• _EXERCISE PROMPT_
Transcribe every line of the entries exactly.

• _AVAILABLE DATA_

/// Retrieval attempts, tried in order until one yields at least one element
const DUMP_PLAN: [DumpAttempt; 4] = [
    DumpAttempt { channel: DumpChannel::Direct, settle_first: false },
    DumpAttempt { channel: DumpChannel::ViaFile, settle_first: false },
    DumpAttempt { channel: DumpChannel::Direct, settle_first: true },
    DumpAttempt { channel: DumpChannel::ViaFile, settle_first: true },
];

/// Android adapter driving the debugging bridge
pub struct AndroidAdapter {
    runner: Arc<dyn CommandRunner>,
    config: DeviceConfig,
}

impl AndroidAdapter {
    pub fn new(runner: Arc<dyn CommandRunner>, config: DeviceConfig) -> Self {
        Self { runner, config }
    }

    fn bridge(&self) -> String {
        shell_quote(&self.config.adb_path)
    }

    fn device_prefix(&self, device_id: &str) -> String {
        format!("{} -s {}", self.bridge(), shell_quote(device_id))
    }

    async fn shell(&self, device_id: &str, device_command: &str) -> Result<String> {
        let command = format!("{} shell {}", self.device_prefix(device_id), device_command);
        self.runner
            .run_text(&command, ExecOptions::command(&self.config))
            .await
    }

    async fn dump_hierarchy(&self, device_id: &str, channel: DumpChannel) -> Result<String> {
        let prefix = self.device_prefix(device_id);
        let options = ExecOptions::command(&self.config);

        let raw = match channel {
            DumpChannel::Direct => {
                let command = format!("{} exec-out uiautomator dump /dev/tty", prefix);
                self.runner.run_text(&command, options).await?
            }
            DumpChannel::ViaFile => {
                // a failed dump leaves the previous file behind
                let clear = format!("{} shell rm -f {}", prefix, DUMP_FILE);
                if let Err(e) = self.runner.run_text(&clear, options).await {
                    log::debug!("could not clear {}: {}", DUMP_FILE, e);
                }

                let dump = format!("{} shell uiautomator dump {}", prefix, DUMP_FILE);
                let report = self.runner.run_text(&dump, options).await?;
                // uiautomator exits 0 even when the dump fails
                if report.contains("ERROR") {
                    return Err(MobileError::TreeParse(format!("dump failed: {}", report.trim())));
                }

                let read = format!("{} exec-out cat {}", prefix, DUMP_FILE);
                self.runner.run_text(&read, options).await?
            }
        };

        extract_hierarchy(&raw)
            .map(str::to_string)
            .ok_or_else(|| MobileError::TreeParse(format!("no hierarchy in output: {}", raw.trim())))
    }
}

• _SOLUTION_
/// Retrieval attempts, tried in order until one yields at least one element
const DUMP_PLAN: [DumpAttempt; 4] = [
    DumpAttempt { channel: DumpChannel::Direct, settle_first: false },
    DumpAttempt { channel: DumpChannel::ViaFile, settle_first: false },
    DumpAttempt { channel: DumpChannel::Direct, settle_first: true },
    DumpAttempt { channel: DumpChannel::ViaFile, settle_first: true },
];

/// Android adapter driving the debugging bridge
pub struct AndroidAdapter {
    runner: Arc<dyn CommandRunner>,
    config: DeviceConfig,
}

impl AndroidAdapter {
    pub fn new(runner: Arc<dyn CommandRunner>, config: DeviceConfig) -> Self {
        Self { runner, config }
    }

    fn bridge(&self) -> String {
        shell_quote(&self.config.adb_path)
    }

    fn device_prefix(&self, device_id: &str) -> String {
        format!("{} -s {}", self.bridge(), shell_quote(device_id))
    }

    async fn shell(&self, device_id: &str, device_command: &str) -> Result<String> {
        let command = format!("{} shell {}", self.device_prefix(device_id), device_command);
        self.runner
            .run_text(&command, ExecOptions::command(&self.config))
            .await
    }

    async fn dump_hierarchy(&self, device_id: &str, channel: DumpChannel) -> Result<String> {
        let prefix = self.device_prefix(device_id);
        let options = ExecOptions::command(&self.config);

        let raw = match channel {
            DumpChannel::Direct => {
                let command = format!("{} exec-out uiautomator dump /dev/tty", prefix);
                self.runner.run_text(&command, options).await?
            }
            DumpChannel::ViaFile => {
                // a failed dump leaves the previous file behind
                let clear = format!("{} shell rm -f {}", prefix, DUMP_FILE);
                if let Err(e) = self.runner.run_text(&clear, options).await {
                    log::debug!("could not clear {}: {}", DUMP_FILE, e);
                }

                let dump = format!("{} shell uiautomator dump {}", prefix, DUMP_FILE);
                let report = self.runner.run_text(&dump, options).await?;
                // uiautomator exits 0 even when the dump fails
                if report.contains("ERROR") {
                    return Err(MobileError::TreeParse(format!("dump failed: {}", report.trim())));
                }

                let read = format!("{} exec-out cat {}", prefix, DUMP_FILE);
                self.runner.run_text(&read, options).await?
            }
        };

        extract_hierarchy(&raw)
            .map(str::to_string)
            .ok_or_else(|| MobileError::TreeParse(format!("no hierarchy in output: {}", raw.trim())))
    }
}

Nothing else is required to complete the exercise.